Webster’s online defines “Platinum” as a “precious grayish-white non-corroding ductile malleable heavy metallic element that fuses with difficulty and is used especially in chemical ware and apparatus, as a catalyst, and in dental and jewelry alloys.” “Titanium”, meanwhile, is a “silvery-gray light strong metallic element obtained from ilmenite and rutile and used especially in alloys and combined in refractory materials, pigments, and coatings.”
So, basically, one can be found in grandpa’s mouth or on grandma’s wrist, the other in the structure of the tennis racket Djokovic just used to defeat FedEx, or within the paint used on the trucks from the delivery company of the same name.

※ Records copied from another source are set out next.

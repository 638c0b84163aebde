//! Languages and user-facing strings.
//!
//! # Architecture
//!
//! - `registry`: Single source of truth for the selectable languages
//! - `language`: Validated `Language` handle used for picker selections
//! - `strings`: Labels and notification messages shown by the widget
//!
//! # Example
//!
//! ```rust,ignore
//! use crate::i18n::{Language, LanguageRegistry};
//!
//! let french = Language::from_code("fr-FR")?;
//! let pickers = LanguageRegistry::get().list();
//! ```

mod language;
mod registry;
mod strings;

pub use language::Language;
pub use registry::{LanguageEntry, LanguageRegistry};
pub use strings::{WidgetStrings, WIDGET_STRINGS};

Either way, I’m not sure either element screams “mid-size crossover”, but here we are with two cars that have nevertheless been labelled as such: The 2015 Ford Edge Titanium, and the 2015 Nissan Murano Platinum. For the Nissan, precious metal signifies top trim (there aren’t even any available option packages), while Ford’s entrant falls to the Sport in the “King Edge” sweepstakes, if we’re talking price and price alone.
That is an important consideration, because it suggests that perhaps one of these is a better jack-of-all-trades than the other, and while being a JOAT when you’re a muscle car or sporty roadster may not be that important, it’s an important aspect to consider when we’re talking mid-size crossovers like this.
Indeed, that distinction may be what separates places one and two in this comparo.
Just the briefest of comments here, as presumably you own eyeballs and have already made up your own mind about which of these two look best. However, there’s still something here to be learned.
The Murano’s futuristic, cut-and-carved look seems cribbed from the BMW i8, and is far edgier than the Edge’s more conservative look. We’ve seen the former starting to spread through the Nissan lineup, first in the Maxima, and now in the facelift for the Altima. It’s something of an acquired taste, and will doubtless age rather quickly, but it’s quite a likable look overall. It’s significantly less berserker-aggressive than the current RX lineup, for instance, and the new Altima in particular looks pretty good.
The Edge favours a more lantern-jawed, American approach, and this too is pleasing. It’s also pretty much the only argument out there that there might be room for Lincoln to exist above top-level Ford products: it’s not added features, for the Titanium has pretty much every gee-whiz option you’d wish for, nor is it a badge-based premium (because Lincoln hasn’t had much for years). Rather, it might be some extra added style. For now, the Murano is the more daring of the two offerings.
Ride, Performance and Handling
If we were to use styling – and styling alone – to determine which of these was the better handler, the answer is pretty obvious: the Murano, with its flared surfaces, sliced-up bodywork, “floating” roof (the blacked-out d-pillar providing the mirage), aggressive fascia, two-tone rims and generally aggressive stance would be the car I’d pick. If the new Maxima is being labelled as a “four-door sports car”, then – again, based on styling alone – the Murano is the gentleman racer’s crossover.